"Don't let us discuss it any more, Humphrey," she said, in a grieved voice, "please! I am sorry I said so much."

"I was wrong," said Kent; "I have vexed you."

"No; I am not vexed," she replied, in a tone that intimated she was only hurt.

"Cynthia, don't be angry!... Make it up!"

She turned instantly, with a touch of her hand, and a quick, pleased smile; and he set himself to efface the effect of his ill-humour, with entirely successful results. As they strolled back to the hotel side by side, he felt her to be a long way from him—there was even a sense of physical remoteness. Mentally, she did not seem so near as in the days of their earliest acquaintance. He caught himself wishing that he could debate a certain point in construction with Turquand, and from that it was the merest step to perceiving that Mentone would be jollier if Turquand were with him instead. He was appalled to think that such a fancy should have crossed his brain, and strove guiltily to believe that it had not; but once again he felt spiritless and blank, and it was a labour to maintain the necessary disguise. He observed forlornly that Cynthia always appeared happiest in their association when the ineptitude of it was weighing most heavily upon himself.


[CHAPTER VIII]

Mrs. Kent placed few obstacles in the way of her husband's industry, and installed in Leamington Road, Streatham, he began his novel, and deleted, and destroyed, and re-wrote, until at the expiration of three weeks he had accomplished Chapter I. Primarily he did not experience so many domestic discomforts to impede him as Turquand had predicted. Mrs. Walford had obtained a very respectable and nice-looking servant, whose only drawback was a father in a lunatic asylum and the frequently expressed fear that if she were given too much to do she might go out of her mind on the premises. Ann was so "superior," and a "general" had really proved so difficult to get, that the thought of an hereditary taint had not been allowed to disqualify her. Cynthia confessed to finding it a little awkward when a duty was neglected, but apart from this Ann was an acquisition.

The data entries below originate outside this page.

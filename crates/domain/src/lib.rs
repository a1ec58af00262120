//! Pool mathematics and value types for the unisim AMM simulator.
//!
//! Prices are carried as Q64.96 sqrt prices, liquidity as `u128` and raw
//! token quantities as `U256`, mirroring an on-chain concentrated-liquidity
//! deployment.

pub mod error;
pub mod fees;
pub mod math;
pub mod position;
pub mod prelude;
pub mod token;
pub mod value_objects;
use primitive_types::U256;
use serde::{Deserialize, Serialize};

/// Identifier handed out by the position manager (starts at 1).
pub type PositionId = u64;

/// A liquidity commitment over a tick range.
#[derive(Debug, Clone, PartialEq, Eq, Serialize, Deserialize)]
pub struct Position {
    pub id: PositionId,
    pub tick_lower: i32,
    pub tick_upper: i32,
    pub liquidity: u128,
    /// Raw token0 owed to the owner, waiting to be collected.
    pub owed0: U256,
    /// Raw token1 owed to the owner, waiting to be collected.
    pub owed1: U256,
}

impl Position {
    #[must_use]
    pub fn new(id: PositionId, tick_lower: i32, tick_upper: i32, liquidity: u128) -> Self {
        Self {
            id,
            tick_lower,
            tick_upper,
            liquidity,
            owed0: U256::zero(),
            owed1: U256::zero(),
        }
    }

    /// Whether the pool tick is inside `[tick_lower, tick_upper)`.
    #[must_use]
    pub fn is_active_at(&self, tick: i32) -> bool {
        tick >= self.tick_lower && tick < self.tick_upper
    }
}

#[cfg(test)]
mod tests {
    use super::*;

    #[test]
    fn test_position_active_range() {
        let p = Position::new(1, -200, 200, 1_000);
        assert!(p.is_active_at(0));
        assert!(p.is_active_at(-200));
        assert!(!p.is_active_at(200));
        assert!(!p.is_active_at(-201));
        assert!(p.owed0.is_zero());
    }
}
//! Re-exports for downstream crates.

pub use crate::error::{DomainError, DomainResult};
pub use crate::fees::{FeeTier, fee_for_spacing, spacing_for_fee};
pub use crate::math::full_math::{mul_div, mul_div_rounding_up, q96, q128};
pub use crate::math::liquidity_math::{add_delta, amounts_for_liquidity, liquidity_for_amounts};
pub use crate::math::tick_math::{
    MAX_SQRT_RATIO, MAX_TICK, MIN_SQRT_RATIO, MIN_TICK, get_sqrt_ratio_at_tick,
    get_tick_at_sqrt_ratio, price_to_sqrt_price_x96, price_to_tick, round_tick_to_spacing,
    sqrt_price_x96_to_inverse_price, sqrt_price_x96_to_price, tick_to_sqrt_price_x96,
};
pub use crate::position::{Position, PositionId};
pub use crate::token::Token;
pub use crate::value_objects::{Amount, Price, PriceRange, TOKEN_DECIMALS};
pub use primitive_types::U256;
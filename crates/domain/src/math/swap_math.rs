//! A single exact-input swap step inside one range of constant liquidity.

use crate::error::DomainResult;
use crate::math::full_math::{mul_div, mul_div_rounding_up};
use crate::math::sqrt_price_math::{
    get_amount0_delta, get_amount1_delta, get_next_sqrt_price_from_input,
};
use primitive_types::U256;

/// One million pips make 100%.
pub const FEE_DENOMINATOR: u32 = 1_000_000;

/// Outcome of a swap step.
#[derive(Debug, Clone, Copy, PartialEq, Eq)]
pub struct SwapStep {
    /// Price after the step.
    pub sqrt_price_next: U256,
    /// Input consumed, excluding the fee.
    pub amount_in: U256,
    /// Output produced.
    pub amount_out: U256,
    /// Fee charged on the input.
    pub fee_amount: U256,
}

/// Computes how far `amount_remaining` of input moves the price toward
/// `sqrt_price_target`, and the amounts swapped on the way.
///
/// The direction is inferred from the target: a target at or below the
/// current price swaps token0 for token1.
pub fn compute_swap_step(
    sqrt_price_current: U256,
    sqrt_price_target: U256,
    liquidity: u128,
    amount_remaining: U256,
    fee_pips: u32,
) -> DomainResult<SwapStep> {
    let zero_for_one = sqrt_price_current >= sqrt_price_target;
    let fee = U256::from(fee_pips);
    let fee_complement = U256::from(FEE_DENOMINATOR - fee_pips);
    let denominator = U256::from(FEE_DENOMINATOR);

    let amount_remaining_less_fee = mul_div(amount_remaining, fee_complement, denominator)?;
    let amount_to_target = if zero_for_one {
        get_amount0_delta(sqrt_price_target, sqrt_price_current, liquidity, true)?
    } else {
        get_amount1_delta(sqrt_price_current, sqrt_price_target, liquidity, true)?
    };

    let sqrt_price_next = if amount_remaining_less_fee >= amount_to_target {
        sqrt_price_target
    } else {
        get_next_sqrt_price_from_input(
            sqrt_price_current,
            liquidity,
            amount_remaining_less_fee,
            zero_for_one,
        )?
    };
    let reached_target = sqrt_price_next == sqrt_price_target;

    let (amount_in, amount_out) = if zero_for_one {
        let amount_in = if reached_target {
            amount_to_target
        } else {
            get_amount0_delta(sqrt_price_next, sqrt_price_current, liquidity, true)?
        };
        let amount_out = get_amount1_delta(sqrt_price_next, sqrt_price_current, liquidity, false)?;
        (amount_in, amount_out)
    } else {
        let amount_in = if reached_target {
            amount_to_target
        } else {
            get_amount1_delta(sqrt_price_current, sqrt_price_next, liquidity, true)?
        };
        let amount_out = get_amount0_delta(sqrt_price_current, sqrt_price_next, liquidity, false)?;
        (amount_in, amount_out)
    };

    // the remainder is taken as fee when the target was not reached
    let fee_amount = if reached_target {
        mul_div_rounding_up(amount_in, fee, fee_complement)?
    } else {
        amount_remaining - amount_in
    };

    Ok(SwapStep {
        sqrt_price_next,
        amount_in,
        amount_out,
        fee_amount,
    })
}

The author's working hours were supposed to be from ten o'clock till seven, with an interval for luncheon, but the irregular habits of bachelorhood made it hard for him to accustom himself to them, and it was often agreed that he should take his leisure in the afternoon, and reseat himself at his desk in the alluring hours of lamplight, when the neighbours' children were at rest and scales ceased from troubling. To these neighbours he found that he was an object of considerable curiosity. He had not lived in a suburb hitherto, and he discovered that for a man to remain at home all day offered much food for conjecture there. Subsequently, in some inexplicable manner, his vocation was ascertained, and then, when Cynthia and he went out, people whispered behind their window-curtains and stared.

Of his wife's family he saw a good deal, both at The Hawthorns and at No. 64, Leamington Road, and his liking for his brother-in-law did not increase. There was an air of condescension in Mr. Cæsar Walford's self-sufficiency that he found highly exasperating. The bass's debut had been fixed, during their absence, for the coming season, and he repeated the newest compliments paid to him by his master with the languid assurance of an artist whose supremacy was already acknowledged by the world. The latest burst of admiration into which Pincocca had been betrayed had always to be dragged by his parents from reluctant lips, but he never forgot any of it.